◆ Task
Across the whole listing, find how many lines contain "flow", then write that number and nothing else.

◆ Dataset
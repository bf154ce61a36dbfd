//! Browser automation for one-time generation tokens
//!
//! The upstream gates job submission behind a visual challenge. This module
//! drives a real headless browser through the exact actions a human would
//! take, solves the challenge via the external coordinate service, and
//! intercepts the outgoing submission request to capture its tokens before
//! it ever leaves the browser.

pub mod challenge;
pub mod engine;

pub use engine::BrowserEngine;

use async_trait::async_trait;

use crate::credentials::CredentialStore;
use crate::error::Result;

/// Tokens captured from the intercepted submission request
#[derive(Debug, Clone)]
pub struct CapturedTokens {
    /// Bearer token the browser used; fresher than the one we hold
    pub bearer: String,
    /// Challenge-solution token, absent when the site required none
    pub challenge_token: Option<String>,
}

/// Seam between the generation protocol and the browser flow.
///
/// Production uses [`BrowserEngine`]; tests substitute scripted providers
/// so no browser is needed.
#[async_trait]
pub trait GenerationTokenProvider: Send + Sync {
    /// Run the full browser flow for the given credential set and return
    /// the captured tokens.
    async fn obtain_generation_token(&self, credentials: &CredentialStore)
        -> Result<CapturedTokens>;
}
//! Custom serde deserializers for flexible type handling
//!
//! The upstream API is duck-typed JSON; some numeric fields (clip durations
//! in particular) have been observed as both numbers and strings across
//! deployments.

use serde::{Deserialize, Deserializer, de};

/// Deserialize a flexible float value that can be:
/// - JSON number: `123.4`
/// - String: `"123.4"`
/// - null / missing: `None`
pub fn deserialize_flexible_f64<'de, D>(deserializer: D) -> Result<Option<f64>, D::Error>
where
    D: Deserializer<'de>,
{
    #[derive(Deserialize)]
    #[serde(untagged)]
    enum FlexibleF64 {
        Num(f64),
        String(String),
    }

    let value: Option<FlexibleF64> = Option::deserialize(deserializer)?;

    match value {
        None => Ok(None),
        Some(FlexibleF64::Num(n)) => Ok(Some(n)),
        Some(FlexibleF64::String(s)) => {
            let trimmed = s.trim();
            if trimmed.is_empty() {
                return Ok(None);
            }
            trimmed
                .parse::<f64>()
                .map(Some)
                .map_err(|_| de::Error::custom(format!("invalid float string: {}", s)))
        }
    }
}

◆ Output of the exercise
2